Among the entries that follow, how many lines contain the string "RateLimitError"? Write the number alone.

(Input data Opens)

use thiserror::Error;

use crate::{
    db::DbError, events::HookError, models::InvalidPeriod, pricing::PricingError,
    rate_limit::RateLimitError,
};

/// Errors returned by the metering engine.
#[derive(Debug, Error)]
pub enum MeterError {
    /// Malformed input: bad period, unknown provider, negative delta.
    #[error("Validation error: {0}")]
    Validation(String),

    /// A user tried to act on another user's record.
    #[error("Authorization error: {0}")]
    Authorization(String),

    #[error("Not found: {0}")]
    NotFound(String),

    /// The database schema is not the one this build expects.
    #[error("Database schema error: expected version {expected}, found {found}")]
    DatabaseSchema { expected: i64, found: i64 },

    /// A collaborator failed during a subscription change. Nothing was written.
    #[error("External service error: {message}")]
    ExternalService {
        message: String,
        retry_suggested: bool,
    },

    #[error(transparent)]
    RateLimited(#[from] RateLimitError),

    #[error("Database error: {0}")]
    Database(DbError),
}

impl MeterError {
    /// Whether the same call may succeed if repeated.
    pub fn is_retryable(&self) -> bool {
        match self {
            MeterError::ExternalService {
                retry_suggested, ..
            } => *retry_suggested,
            MeterError::RateLimited(_) => true,
            MeterError::Database(DbError::Conflict(_)) => true,
            _ => false,
        }
    }
}

impl From<DbError> for MeterError {
    fn from(err: DbError) -> Self {
        match err {
            DbError::SchemaVersion { expected, found } => {
                MeterError::DatabaseSchema { expected, found }
            }
            other => MeterError::Database(other),
        }
    }
}

impl From<InvalidPeriod> for MeterError {
    fn from(err: InvalidPeriod) -> Self {
        MeterError::Validation(err.to_string())
    }
}

impl From<PricingError> for MeterError {
    fn from(err: PricingError) -> Self {
        MeterError::Validation(err.to_string())
    }
}

impl From<HookError> for MeterError {
    fn from(err: HookError) -> Self {
        MeterError::ExternalService {
            message: err.message,
            retry_suggested: err.retry_suggested,
        }
    }
}

pub type MeterResult<T> = Result<T, MeterError>;

#[cfg(test)]
mod tests {
    use std::time::Duration;

    use super::*;

    #[test]
    fn test_schema_version_maps_to_schema_error() {
        let err: MeterError = DbError::SchemaVersion {
            expected: 2,
            found: 1,
        }
        .into();
        assert!(matches!(
            err,
            MeterError::DatabaseSchema {
                expected: 2,
                found: 1
            }
        ));
        assert!(!err.is_retryable());
    }

    #[test]
    fn test_hook_error_keeps_retry_flag() {
        let err: MeterError = HookError::retryable("payment provider timeout").into();
        assert!(err.is_retryable());
        assert_eq!(err.to_string(), "External service error: payment provider timeout");

        let err: MeterError = HookError::permanent("card declined").into();
        assert!(!err.is_retryable());
    }

    #[test]
    fn test_rate_limited_is_retryable() {
        let err: MeterError = RateLimitError {
            action: "check_limits".to_string(),
            limit: 5,
            window: Duration::from_secs(60),
            retry_after: Duration::from_secs(12),
        }
        .into();
        assert!(err.is_retryable());
    }

    #[test]
    fn test_validation_is_final() {
        assert!(!MeterError::Validation("bad period".into()).is_retryable());
        assert!(!MeterError::NotFound("plan".into()).is_retryable());
    }
}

(Input data Closes)

Solution to this task =
3